Because regular expressions can get very long, the regex module takes the -r
flag, which specifies a resource containing a regular expression. When populating the resource, do not include “wrapping quotes” around the whole expression as you would when typing directly into a search: e.g. ".*ssh.*Accepted"
becomes .*ssh.*Accepted
. This is because the quotes are normally stripped out by the search parser prior to being handed to the regex module.
Syntax#
An invocation of the regex
module consists of the module name, any arguments which are being used, the regular expression, and then optionally any filters to be applied.
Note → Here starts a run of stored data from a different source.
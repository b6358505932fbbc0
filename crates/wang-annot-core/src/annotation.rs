//! Annotation records handed to sinks.
//!
//! Each translated mark produces exactly one of these records. Geometry is in
//! image pixel space: rectangles as [`PixelRect`], strokes as absolute
//! [`Point`] lists. Colors keep the wire component order of [`ColorTriple`].

use crate::{ColorTriple, DibPayload, PixelRect, Point};

/// A straight line between two points.
#[derive(Debug, Clone, PartialEq, Eq)]
#[cfg_attr(feature = "serde", derive(serde::Serialize, serde::Deserialize))]
pub struct LineAnnotation {
    pub start: Point,
    pub end: Point,
    pub color: ColorTriple,
    pub line_width: u32,
}

/// A freehand stroke; also used for highlighter strokes.
#[derive(Debug, Clone, PartialEq, Eq)]
#[cfg_attr(feature = "serde", derive(serde::Serialize, serde::Deserialize))]
pub struct FreehandAnnotation {
    pub points: Vec<Point>,
    pub color: ColorTriple,
    pub line_width: u32,
}

/// Free-standing text.
#[derive(Debug, Clone, PartialEq, Eq)]
#[cfg_attr(feature = "serde", derive(serde::Serialize, serde::Deserialize))]
pub struct TextAnnotation {
    pub rect: PixelRect,
    pub text: String,
    pub italic: bool,
    pub underline: bool,
    pub face_name: String,
    /// Rotation in degrees.
    pub rotation: i32,
    pub color: ColorTriple,
}

/// Text that navigates to a target when activated.
#[derive(Debug, Clone, PartialEq, Eq)]
#[cfg_attr(feature = "serde", derive(serde::Serialize, serde::Deserialize))]
pub struct LinkAnnotation {
    pub rect: PixelRect,
    pub text: String,
    pub italic: bool,
    pub underline: bool,
    pub face_name: String,
    pub color: ColorTriple,
    pub target: String,
}

/// An Attach-a-Note mark.
#[derive(Debug, Clone, PartialEq, Eq)]
#[cfg_attr(feature = "serde", derive(serde::Serialize, serde::Deserialize))]
pub struct StickyNoteAnnotation {
    pub rect: PixelRect,
    pub text: String,
    pub fore_color: ColorTriple,
    pub fill_color: ColorTriple,
    pub italic: bool,
    pub underline: bool,
    pub face_name: String,
}

/// A hollow or filled rectangle.
#[derive(Debug, Clone, PartialEq, Eq)]
#[cfg_attr(feature = "serde", derive(serde::Serialize, serde::Deserialize))]
pub struct RectangleAnnotation {
    pub rect: PixelRect,
    pub border_color: ColorTriple,
    pub fill_color: ColorTriple,
    pub fill: bool,
    /// Always 0 for filled rectangles.
    pub border_width: u32,
}

/// A hollow or filled polygon.
#[derive(Debug, Clone, PartialEq, Eq)]
#[cfg_attr(feature = "serde", derive(serde::Serialize, serde::Deserialize))]
pub struct PolygonAnnotation {
    pub points: Vec<Point>,
    pub border_color: ColorTriple,
    pub fill_color: ColorTriple,
    pub fill: bool,
    /// Always 0 for filled polygons.
    pub border_width: u32,
}

/// An image carried inside the tag.
#[derive(Debug, Clone, PartialEq, Eq)]
#[cfg_attr(feature = "serde", derive(serde::Serialize, serde::Deserialize))]
pub struct EmbeddedImageAnnotation {
    pub rect: PixelRect,
    pub filename: String,
    pub image: DibPayload,
    /// Rotation code of the `OiAnoDat` record, if the mark carried one.
    pub rotation_code: Option<i32>,
}

/// Stamped text.
#[derive(Debug, Clone, PartialEq, Eq)]
#[cfg_attr(feature = "serde", derive(serde::Serialize, serde::Deserialize))]
pub struct RubberStampAnnotation {
    pub rect: PixelRect,
    pub text: String,
    /// Rotation in degrees.
    pub rotation: i32,
    pub color: ColorTriple,
}

/// Any record a sink can receive, used by collecting sinks.
#[derive(Debug, Clone, PartialEq, Eq)]
#[cfg_attr(
    feature = "serde",
    derive(serde::Serialize, serde::Deserialize),
    serde(tag = "kind", rename_all = "snake_case")
)]
pub enum Annotation {
    Line(LineAnnotation),
    FreehandHighlighter(FreehandAnnotation),
    Freehand(FreehandAnnotation),
    Text(TextAnnotation),
    Link(LinkAnnotation),
    StickyNote(StickyNoteAnnotation),
    Rectangle(RectangleAnnotation),
    Polygon(PolygonAnnotation),
    EmbeddedImage(EmbeddedImageAnnotation),
    RubberStamp(RubberStampAnnotation),
}

impl Annotation {
    /// Short lowercase name of the record kind.
    pub fn kind(&self) -> &'static str {
        match self {
            Annotation::Line(_) => "line",
            Annotation::FreehandHighlighter(_) => "freehand_highlighter",
            Annotation::Freehand(_) => "freehand",
            Annotation::Text(_) => "text",
            Annotation::Link(_) => "link",
            Annotation::StickyNote(_) => "sticky_note",
            Annotation::Rectangle(_) => "rectangle",
            Annotation::Polygon(_) => "polygon",
            Annotation::EmbeddedImage(_) => "embedded_image",
            Annotation::RubberStamp(_) => "rubber_stamp",
        }
    }
}
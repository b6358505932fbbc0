//! Font attributes of text marks (the Win32 `LOGFONT` layout).

/// Size of the face name field in a `LOGFONT`, in bytes.
pub const FACE_NAME_LEN: usize = 28;

/// Encoded size of a [`FontDescriptor`], in bytes.
pub const FONT_DESCRIPTOR_LEN: usize = 56;

/// Font attributes carried in every mark's attribute block.
///
/// Only `italic`, `underline` and `face_name` influence translation today;
/// the remaining fields are decoded so sinks can inspect them.
#[derive(Debug, Clone, PartialEq, Eq, Default)]
#[cfg_attr(feature = "serde", derive(serde::Serialize, serde::Deserialize))]
pub struct FontDescriptor {
    pub height: i32,
    pub width: i32,
    pub escapement: i32,
    pub orientation: i32,
    pub weight: i32,
    pub italic: bool,
    pub underline: bool,
    pub strikeout: bool,
    pub char_set: u8,
    pub out_precision: u8,
    pub clip_precision: u8,
    pub quality: u8,
    pub pitch_and_family: u8,
    /// Face name, truncated at the first NUL (at most 28 characters).
    pub face_name: String,
}

impl FontDescriptor {
    /// Whether the weight is at least `FW_BOLD` (700).
    pub fn is_bold(&self) -> bool {
        self.weight >= 700
    }
}

#[cfg(test)]
mod tests {
    use super::*;

    #[test]
    fn default_font_is_empty() {
        let font = FontDescriptor::default();
        assert_eq!(font.height, 0);
        assert!(!font.italic);
        assert!(font.face_name.is_empty());
    }

    #[test]
    fn bold_threshold() {
        let regular = FontDescriptor {
            weight: 400,
            ..FontDescriptor::default()
        };
        let bold = FontDescriptor {
            weight: 700,
            ..FontDescriptor::default()
        };
        assert!(!regular.is_bold());
        assert!(bold.is_bold());
    }
}
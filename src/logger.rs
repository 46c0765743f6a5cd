//! Logging utilities with colored output.
//!
//! Provides the `log!` and `debug!` macros for formatted terminal output
//! with colored module prefixes, e.g. `[serve] http://127.0.0.1:7536`.

use crossterm::{
    execute,
    terminal::{Clear, ClearType},
};
use owo_colors::OwoColorize;
use std::{
    io::{Write, stdout},
    sync::atomic::{AtomicBool, Ordering},
};

/// Global verbose flag (set by --verbose CLI argument)
static VERBOSE: AtomicBool = AtomicBool::new(false);

/// Set verbose mode globally
pub fn set_verbose(v: bool) {
    VERBOSE.store(v, Ordering::SeqCst);
}

/// Check if verbose mode is enabled
pub fn is_verbose() -> bool {
    VERBOSE.load(Ordering::SeqCst)
}

// ============================================================================
// Log Macros
// ============================================================================

/// Log a message with a colored module prefix
///
/// # Usage
/// ```ignore
/// log!("module"; "message with {} formatting", args);
/// ```
#[macro_export]
macro_rules! log {
    ($module:expr; $($arg:tt)*) => {{
        $crate::logger::log($module, &format!($($arg)*))
    }};
}

/// Log a debug message (only shown when --verbose is enabled)
///
/// # Usage
/// ```ignore
/// debug!("module"; "debug info: {}", value);
/// ```
#[macro_export]
macro_rules! debug {
    ($module:expr; $($arg:tt)*) => {{
        if $crate::logger::is_verbose() {
            $crate::logger::log($module, &format!($($arg)*))
        }
    }};
}

// ============================================================================
// Helper Functions
// ============================================================================

/// Log a message with a colored module prefix
#[inline]
pub fn log(module: &str, message: &str) {
    let module_lower = module.to_ascii_lowercase();
    let prefix = colorize_prefix(module, &module_lower);

    let mut stdout = stdout().lock();
    execute!(stdout, Clear(ClearType::UntilNewLine)).ok();
    writeln!(stdout, "{prefix} {message}").ok();
    stdout.flush().ok();
}

/// Apply color to a module prefix based on module type
#[inline]
fn colorize_prefix(module: &str, module_lower: &str) -> String {
    let prefix = format!("[{module}]");
    match module_lower {
        "serve" => prefix.bright_blue().bold().to_string(),
        "render" => prefix.bright_green().bold().to_string(),
        "error" => prefix.bright_red().bold().to_string(),
        _ => prefix.bright_yellow().bold().to_string(),
    }
}

#[cfg(test)]
mod tests {
    use super::*;

    #[test]
    fn test_verbose_flag() {
        set_verbose(false);
        assert!(!is_verbose());

        set_verbose(true);
        assert!(is_verbose());

        set_verbose(false);
    }

    #[test]
    fn test_colorize_prefix_includes_module() {
        let prefix = colorize_prefix("serve", "serve");
        assert!(prefix.contains("[serve]"));
    }
}
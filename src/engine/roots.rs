//! Registered component-root folders.

use std::path::{Path, PathBuf};

use parking_lot::RwLock;

/// One registered component folder.
#[derive(Debug, Clone)]
pub struct Root {
    pub name: String,
    pub path: PathBuf,
}

/// Ordered, append-only sequence of component roots.
///
/// Registration order is resolution order: the first root containing a
/// requested file (or component source) wins. Re-adding a path is allowed
/// but order-sensitive. Shared by component lookup and the asset router.
#[derive(Debug, Default)]
pub struct RootRegistry {
    entries: RwLock<Vec<Root>>,
}

impl RootRegistry {
    pub fn new() -> Self {
        Self::default()
    }

    /// Register a folder; the entry name is the folder's file name.
    pub fn add(&self, path: impl Into<PathBuf>) {
        let path = path.into();
        let name = path
            .file_name()
            .map(|n| n.to_string_lossy().into_owned())
            .unwrap_or_default();
        self.add_named(name, path);
    }

    /// Register a folder under an explicit name.
    pub fn add_named(&self, name: impl Into<String>, path: impl Into<PathBuf>) {
        self.entries.write().push(Root {
            name: name.into(),
            path: path.into(),
        });
    }

    /// Snapshot of the registered roots, in registration order.
    pub fn entries(&self) -> Vec<Root> {
        self.entries.read().clone()
    }

    /// Resolve a relative path against the roots, first existing file wins.
    pub fn resolve(&self, relative: &Path) -> Option<PathBuf> {
        for root in self.entries.read().iter() {
            let candidate = root.path.join(relative);
            if candidate.is_file() {
                return Some(candidate);
            }
        }
        None
    }

    pub fn is_empty(&self) -> bool {
        self.entries.read().is_empty()
    }

    pub fn len(&self) -> usize {
        self.entries.read().len()
    }
}
//! HTML escaping helpers.

use std::borrow::Cow;

/// Characters that require HTML escaping.
const ESCAPE_CHARS: [char; 5] = ['<', '>', '&', '"', '\''];

/// Get the HTML entity for a special character.
#[inline]
fn escape_char(c: char) -> Option<&'static str> {
    match c {
        '<' => Some("&lt;"),
        '>' => Some("&gt;"),
        '&' => Some("&amp;"),
        '"' => Some("&quot;"),
        '\'' => Some("&#39;"),
        _ => None,
    }
}

/// Escape HTML special characters in text content.
///
/// Uses `Cow` to avoid allocation when no escaping is needed.
#[inline]
pub fn escape(s: &str) -> Cow<'_, str> {
    if !s.contains(ESCAPE_CHARS) {
        return Cow::Borrowed(s);
    }

    let mut result = String::with_capacity(s.len());
    for c in s.chars() {
        match escape_char(c) {
            Some(entity) => result.push_str(entity),
            None => result.push(c),
        }
    }
    Cow::Owned(result)
}

/// Escape HTML attribute values.
///
/// Identical to `escape()` but semantically indicates attribute context.
#[inline]
pub fn escape_attr(s: &str) -> Cow<'_, str> {
    escape(s)
}
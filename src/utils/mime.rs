//! MIME type detection for served component assets.

use std::path::Path;

/// Common MIME type constants.
pub mod types {
    pub const HTML: &str = "text/html; charset=utf-8";
    pub const PLAIN: &str = "text/plain; charset=utf-8";
    pub const CSS: &str = "text/css; charset=utf-8";
    pub const JAVASCRIPT: &str = "text/javascript; charset=utf-8";
    pub const JSON: &str = "application/json";
    pub const SVG: &str = "image/svg+xml";
    pub const PNG: &str = "image/png";
    pub const JPEG: &str = "image/jpeg";
    pub const WEBP: &str = "image/webp";
    pub const WOFF2: &str = "font/woff2";
    pub const WOFF: &str = "font/woff";
    pub const OCTET_STREAM: &str = "application/octet-stream";
}

/// Guess MIME type from file extension.
///
/// Returns a full MIME type string suitable for HTTP Content-Type header.
pub fn from_path(path: &Path) -> &'static str {
    from_extension(path.extension().and_then(|e| e.to_str()))
}

/// Guess MIME type from file extension string.
pub fn from_extension(ext: Option<&str>) -> &'static str {
    match ext {
        Some("html" | "htm") => types::HTML,
        Some("css") => types::CSS,
        Some("js" | "mjs" | "cjs") => types::JAVASCRIPT,
        Some("json") => types::JSON,
        Some("svg") => types::SVG,
        Some("png") => types::PNG,
        Some("jpg" | "jpeg") => types::JPEG,
        Some("webp") => types::WEBP,
        Some("woff2") => types::WOFF2,
        Some("woff") => types::WOFF,
        Some("txt") => types::PLAIN,
        _ => types::OCTET_STREAM,
    }
}

#[cfg(test)]
mod tests {
    use super::*;
    use std::path::PathBuf;

    #[test]
    fn test_from_path() {
        assert_eq!(from_path(&PathBuf::from("card.css")), types::CSS);
        assert_eq!(from_path(&PathBuf::from("card.js")), types::JAVASCRIPT);
        assert_eq!(from_path(&PathBuf::from("card.mjs")), types::JAVASCRIPT);
        assert_eq!(from_path(&PathBuf::from("icon.svg")), types::SVG);
        assert_eq!(from_path(&PathBuf::from("unknown.xyz")), types::OCTET_STREAM);
    }

    #[test]
    fn test_from_extension_none() {
        assert_eq!(from_extension(None), types::OCTET_STREAM);
    }
}
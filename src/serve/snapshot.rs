//! Snapshot of servable files, computed once at router installation.
//!
//! Production mode: walking the roots and hashing file contents happens
//! exactly once, so request handling never re-checks the filesystem
//! layout. Files or roots added afterwards are not observed; install the
//! router only after all roots are final, or use autorefresh mode.

use std::path::Path;

use jwalk::WalkDir;
use rustc_hash::FxHashMap;

use crate::engine::Root;

use super::decision::AllowedExtensions;

/// One snapshot entry: resolved path plus content-hash validator.
#[derive(Debug, Clone)]
pub struct SnapshotEntry {
    pub path: std::path::PathBuf,
    pub etag: String,
}

/// Walk the registered roots and build the response map.
///
/// Keys are slash-separated root-relative paths. Roots are walked in
/// registration order and an existing key is never overwritten, so the
/// first-registered root wins for same-named files.
pub fn scan_roots(
    roots: &[Root],
    allowed: &AllowedExtensions,
) -> FxHashMap<String, SnapshotEntry> {
    let mut map = FxHashMap::default();

    for root in roots {
        let files = WalkDir::new(&root.path)
            .into_iter()
            .filter_map(Result::ok)
            .filter(|e| e.file_type().is_file())
            .map(|e| e.path());

        for path in files {
            let Ok(rel) = path.strip_prefix(&root.path) else {
                continue;
            };
            let key = rel_key(rel);
            if !allowed.allows(&key) || map.contains_key(&key) {
                continue;
            }
            let Some(etag) = content_etag(&path) else {
                continue;
            };
            map.insert(key, SnapshotEntry { path, etag });
        }
    }

    map
}

/// Slash-separated map key for a root-relative path.
fn rel_key(rel: &Path) -> String {
    rel.components()
        .map(|c| c.as_os_str().to_string_lossy())
        .collect::<Vec<_>>()
        .join("/")
}

/// Content-hash validator: first 16 hex chars of the blake3 digest.
pub fn content_etag(path: &Path) -> Option<String> {
    let bytes = std::fs::read(path).ok()?;
    let hash = blake3::hash(&bytes);
    Some(hex::encode(hash.as_bytes())[..16].to_string())
}
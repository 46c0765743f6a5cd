//! Request classification: servable asset vs pass-through.

use std::path::{Path, PathBuf};

use rustc_hash::FxHashSet;

/// Extensions the router is allowed to serve, fixed at router
/// construction. Entries carry a leading dot and are compared
/// case-insensitively.
#[derive(Debug, Clone)]
pub struct AllowedExtensions {
    set: FxHashSet<String>,
}

impl AllowedExtensions {
    pub fn new<S: AsRef<str>>(extensions: &[S]) -> Self {
        let set = extensions
            .iter()
            .map(|ext| {
                let ext = ext.as_ref().to_ascii_lowercase();
                if ext.starts_with('.') {
                    ext
                } else {
                    format!(".{ext}")
                }
            })
            .collect();
        Self { set }
    }

    /// Whether the relative path's extension is in the allowed set.
    pub fn allows(&self, relative: &str) -> bool {
        Path::new(relative)
            .extension()
            .and_then(|e| e.to_str())
            .is_some_and(|ext| self.set.contains(&format!(".{}", ext.to_ascii_lowercase())))
    }
}

impl Default for AllowedExtensions {
    /// The default allowed set: `.css` and `.js`.
    fn default() -> Self {
        Self::new(&[".css", ".js"])
    }
}

/// A resolved, servable file.
#[derive(Debug, Clone, PartialEq, Eq)]
pub struct ServableFile {
    pub path: PathBuf,
    /// Response validator, precomputed in snapshot mode. `None` means the
    /// file server derives one from file metadata per request.
    pub etag: Option<String>,
}

/// Outcome of classifying one request path.
#[derive(Debug, Clone, PartialEq, Eq)]
pub enum Decision {
    /// An allowed-extension file resolved under a registered root.
    Serve(ServableFile),
    /// Allowed extension, but no registered root contains the file.
    NotFound,
    /// Not ours: hand the request to the downstream application.
    PassThrough,
}

/// Extract the root-relative asset path from a request URL.
///
/// Decodes percent-escapes, drops the query string, and strips the mount
/// prefix. Returns `None` (pass-through) when the prefix does not match,
/// the remainder is empty, or the path climbs out of the roots via `..`.
pub fn request_rel_path(url: &str, mount: &str) -> Option<String> {
    let decoded = normalize_url(url);
    let rel = decoded.strip_prefix(mount)?.trim_start_matches('/');

    if rel.is_empty() || rel.split('/').any(|part| part == "..") {
        return None;
    }
    Some(rel.to_string())
}

/// Normalize URL: decode and strip query string.
fn normalize_url(url: &str) -> String {
    use percent_encoding::percent_decode_str;
    let decoded = percent_decode_str(url)
        .decode_utf8()
        .map(std::borrow::Cow::into_owned)
        .unwrap_or_default();

    decoded
        .split('?')
        .next()
        .unwrap_or(&decoded)
        .to_string()
}
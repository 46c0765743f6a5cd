//! Telar - per-component asset collection for component-based HTML rendering.
//!
//! A page is composed of nested, reusable components. Each component may
//! declare the stylesheets and scripts it needs in a header marker:
//!
//! ```text
//! {#css card.css #}
//! {#js card.js #}
//! <div class="card"><Button/></div>
//! ```
//!
//! While a page renders, every component instance reports its declarations
//! into a render-scoped [`AssetCollector`]. The result is two ordered,
//! de-duplicated path lists, exposed to templates as `{{ collected_css }}`,
//! `{{ collected_js }}` and the `{{ assets }}` markup helper, and returned
//! to the caller alongside the HTML.
//!
//! A companion middleware, [`AssetRouter`], serves the declared files from
//! the registered component folders under a configurable mount prefix,
//! passing every other request through to the downstream application.

pub mod collect;
pub mod component;
pub mod config;
pub mod engine;
pub mod error;
pub mod logger;
pub mod serve;
pub mod utils;

pub use collect::AssetCollector;
pub use component::{AssetDeclaration, ComponentDef};
pub use config::Config;
pub use engine::{Engine, RenderOutput, Root};
pub use error::{ConfigError, TemplateError};
pub use serve::{AllowedExtensions, AssetRouter, Decision, Handler, ServableFile};
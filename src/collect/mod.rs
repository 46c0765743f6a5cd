//! Per-render asset collection.
//!
//! One [`AssetCollector`] exists per top-level render call. Every component
//! instance rendered during that call reports its declared assets here;
//! each distinct path is kept exactly once, in first-report order.

use rustc_hash::FxHashSet;

use crate::component::AssetDeclaration;
use crate::utils::html::escape_attr;

// ============================================================================
// OrderedPaths
// ============================================================================

/// Insertion-ordered sequence with duplicate suppression.
#[derive(Debug, Default)]
struct OrderedPaths {
    items: Vec<String>,
    seen: FxHashSet<String>,
}

impl OrderedPaths {
    /// Insert a path unless an equal path was inserted before.
    fn insert(&mut self, path: String) {
        if self.seen.insert(path.clone()) {
            self.items.push(path);
        }
    }

    fn as_slice(&self) -> &[String] {
        &self.items
    }
}

// ============================================================================
// AssetCollector
// ============================================================================

/// Render-scoped accumulator of declared CSS and JS paths.
///
/// Owned exclusively by one top-level render call; never shared or pooled
/// across calls. Collection is monotonic: reading mid-render is valid and
/// reflects partial progress.
#[derive(Debug, Default)]
pub struct AssetCollector {
    css: OrderedPaths,
    js: OrderedPaths,
}

impl AssetCollector {
    pub fn new() -> Self {
        Self::default()
    }

    /// Report a component's declared assets.
    ///
    /// Appends each path not already present, in declaration order.
    /// Idempotent per path: the second report of `card.css` is a no-op,
    /// which absorbs sibling instances sharing a stylesheet.
    pub fn report(&mut self, declaration: &AssetDeclaration) {
        for path in declaration.css() {
            self.css.insert(normalize(path));
        }
        for path in declaration.js() {
            self.js.insert(normalize(path));
        }
    }

    /// Collected CSS paths, in first-report order.
    pub fn css_paths(&self) -> &[String] {
        self.css.as_slice()
    }

    /// Collected JS paths, in first-report order.
    pub fn js_paths(&self) -> &[String] {
        self.js.as_slice()
    }

    /// Serialize the collected paths as `<link>` and `<script>` markup.
    ///
    /// All stylesheet links come first, then all script tags, each group in
    /// collected order. Every href/src is the mount prefix joined with the
    /// declared path.
    ///
    /// The output reflects only what has been reported *so far*: a call
    /// placed before asset-declaring children render will miss their
    /// entries. Place it after all asset-declaring content, or inject the
    /// markup from the collector returned by the finished render.
    pub fn render_markup(&self, mount_prefix: &str) -> String {
        let mut out = String::new();
        for path in self.css_paths() {
            let href = join_url(mount_prefix, path);
            out.push_str(&format!(
                "<link rel=\"stylesheet\" href=\"{}\">\n",
                escape_attr(&href)
            ));
        }
        for path in self.js_paths() {
            let src = join_url(mount_prefix, path);
            out.push_str(&format!(
                "<script src=\"{}\" defer></script>\n",
                escape_attr(&src)
            ));
        }
        out
    }
}

/// Normalize a declared path for use as a dedup key and URL suffix.
///
/// Strips leading `./` and `/` so that `./card.css`, `/card.css` and
/// `card.css` collapse to one entry.
fn normalize(path: &str) -> String {
    let mut p = path.trim();
    loop {
        if let Some(rest) = p.strip_prefix("./") {
            p = rest;
        } else if let Some(rest) = p.strip_prefix('/') {
            p = rest;
        } else {
            break;
        }
    }
    p.to_string()
}

/// Join the static mount prefix with a relative asset path.
fn join_url(mount_prefix: &str, path: &str) -> String {
    if mount_prefix.ends_with('/') {
        format!("{mount_prefix}{path}")
    } else {
        format!("{mount_prefix}/{path}")
    }
}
regex <argument list> <regular expression> [filter arguments]
Supported Options#
-e <arg>
: The “-e” option operates on an enumerated value instead of on the entire record. For example, a pipeline that showed packets not headed for port 80 but that have HTTP text would betag=pcap packet ipv4.DstPort!=80 tcp.Payload | regex -e Payload ".*GET \/ HTTP\/1.1.*"
-r <arg>
: The “-r” option specifies that the regular expression statement is located in a resource file.-v
: The “-v” option tells regex to operate in inverse mode, dropping any entries which match the regex and passing entries which do not match.-p
: The “-p” option tells regex to allow entries through if the regular expression does not match at all. The permissive flag does not change the operation of filters.
Note
Storing especially large regular expressions in resource files can clean up queries, and allows for easy reuse. If -r
is specified, do not specify a regular expression in the query – instead the contents of the resource will be used. Handy!
Raw strings#
To facilitate using escape sequences in regular expressions, you can use backticks to prevent Gravwell from unescaping your input. For example:
tag=syslog grep sshd | regex `shd.*Accepted (?P<method>\S*) for (?P<user>\S*) from (?P<ip>[0-9]+.[0-9]+.[0-9]+.[0-9]+)`
If you used double quotes instead of backticks, \S
would have to be double-escaped as \\S.
This feature is convenient in that it allows you to copy regular expressions directly from regular expression playgrounds and other sources.
Inline Filtering#
The regex module supports inline filtering for down-selecting data directly within the regex module. The inline filtering also enables regex to engage accelerators to dramatically reduce the amount of data that needs to be processed. Inline filtering is achieved in the same manner as other modules by using comparison operators. If a filter is enabled that specifies equality (“equal”, “not equal”, “contains”, “not contains”) any entry that fails the filter specification will be dropped entirely. If a field is specified as not equal “!=” and the field does not exist, the field is not extracted but the entry won’t be dropped entirely.
Operator |
Name |
Description |
---|---|---|
== |
Equal |
Field must be equal |
!= |
Not equal |
Field must not be equal |
~ |
Subset |
Field contains the value |
!~ |
Not Subset |
Field does NOT contain the value |
Filtering Examples#
The following query extracts auth methods, usernames, and IP addresses from SSH logs and filters down to only those entries where the username is “root” and the IP is in the 192.168.0.0/16 subnet.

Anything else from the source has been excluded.